Recently, while on vacation in Iceland, my health seriously deteriorated. I was hospitalized for 18 days with a rare form of vasculitis. During this time, I observed five best practices that should be emulated by every medical system:
- Consider and test several hypotheses
- Encourage all team members to challenge assumptions
- Encourage physicians to avoid becoming captive in their specialty
- Listen and collaborate with the patient
- Foster a strong collaborative team effort
Multiple assumptions. In Iceland, doctors and nurses worked as a group to generate a list of candidate alternative diagnoses (think of the TV show lodge). Instead of testing hypotheses in series, they conducted synchronous assessments. As a result, the diagnostic process was much more efficient.

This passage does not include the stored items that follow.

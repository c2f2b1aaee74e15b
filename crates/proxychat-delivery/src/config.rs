//! Tunables for the delivery subsystem.

use std::time::Duration;

use crate::types::{GroupId, UserId};

/// How long an untouched offline backlog survives.
pub const DEFAULT_OFFLINE_TTL: Duration = Duration::from_secs(60 * 60);

/// Depth of each connection's outbound queue.
pub const DEFAULT_OUTBOUND_BUFFER: usize = 256;

/// Delivery configuration.
///
/// The key and channel prefixes must be identical on every instance sharing
/// a store, otherwise the relay and offline queues silently stop lining up.
#[derive(Debug, Clone)]
pub struct DeliveryConfig {
    /// TTL (re)applied to a user's offline queue on every push
    pub offline_ttl: Duration,
    /// Per-connection outbound queue depth
    pub outbound_buffer: usize,
    /// Prefix of offline queue keys (`offline:<user_id>`)
    pub offline_key_prefix: String,
    /// Prefix of per-user relay channels (`ws:<user_id>`)
    pub channel_prefix: String,
    /// Prefix of group membership sets (`group:<group_id>`)
    pub group_key_prefix: String,
    /// Hash indexing which users are connected somewhere
    pub active_users_key: String,
}

impl Default for DeliveryConfig {
    fn default() -> Self {
        Self {
            offline_ttl: DEFAULT_OFFLINE_TTL,
            outbound_buffer: DEFAULT_OUTBOUND_BUFFER,
            offline_key_prefix: "offline:".to_string(),
            channel_prefix: "ws:".to_string(),
            group_key_prefix: "group:".to_string(),
            active_users_key: "active_users".to_string(),
        }
    }
}

impl DeliveryConfig {
    /// Set the offline queue TTL.
    pub fn with_offline_ttl(mut self, ttl: Duration) -> Self {
        self.offline_ttl = ttl;
        self
    }

    /// Set the per-connection outbound queue depth.
    pub fn with_outbound_buffer(mut self, buffer: usize) -> Self {
        self.outbound_buffer = buffer.max(1);
        self
    }

    pub fn offline_key(&self, user_id: UserId) -> String {
        format!("{}{}", self.offline_key_prefix, user_id)
    }

    pub fn user_channel(&self, user_id: UserId) -> String {
        format!("{}{}", self.channel_prefix, user_id)
    }

    /// Pattern covering every per-user channel.
    pub fn channel_pattern(&self) -> String {
        format!("{}*", self.channel_prefix)
    }

    /// Recover the user id from a per-user channel name.
    pub fn user_from_channel(&self, channel: &str) -> Option<UserId> {
        channel
            .strip_prefix(&self.channel_prefix)
            .and_then(|rest| rest.parse().ok())
    }

    pub fn group_key(&self, group_id: GroupId) -> String {
        format!("{}{}", self.group_key_prefix, group_id)
    }
}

Key assumptions. In complex cases, it is important not to rule out a hypothesis prematurely. In Iceland, two initial assumptions that made sense turned out to be wrong and one that seemed implausible turned out to be correct. The team discovered this only because a culture had been established in which anyone, regardless of rank, could raise questions and challenge an expert’s judgment.
Overspecialization. During my stay, I was followed by doctors representing nine specialties: rheumatology, hematology, infectious diseases, cardiology, pneumology, dermatology, oncology, gastroenterology and internal medicine. In Iceland, I was impressed by the willingness of doctors to step out of their âspecialty boxâ. I suspect that one of the reasons for this behavior is that the practice of medicine is much less contentious in Iceland. In addition, I felt that the doctors felt more empowered to focus on the larger context of my illness and more compelled to make the correct diagnosis.
The ability to listen. The first question the doctors and nurses asked me at each visit was “How are you feeling?” When I mentioned a symptom that didn’t fit their pattern of what might be wrong with me, they wanted to explore the gap, not ignore it.
Collaboration. Finally, what really impressed me was the strong culture of collaboration demonstrated by everyone associated with my case. On at least three occasions, a panel of doctors and nurses met to think about diagnoses, decide on the best treatment and estimate a discharge date. For 18 days, I was seen by 12 doctors, and the knowledge transfer between them went smoothly and completely. During my time in the emergency room and in the hospital, I had conversations with over 100 healthcare professionals. To my surprise, they all seemed to be working on the same sheet of music. The way they managed to collaborate so effectively was unexpected and impressive.
In summary, my recent health emergency in Iceland taught me a lot about what makes a medical support system work well – and I’m alive today to tell the story!
To better understand these fundamental techniques, consult Pherson and Heuer Structured Analysis Techniques for Intelligence Analysis, 3rd ed.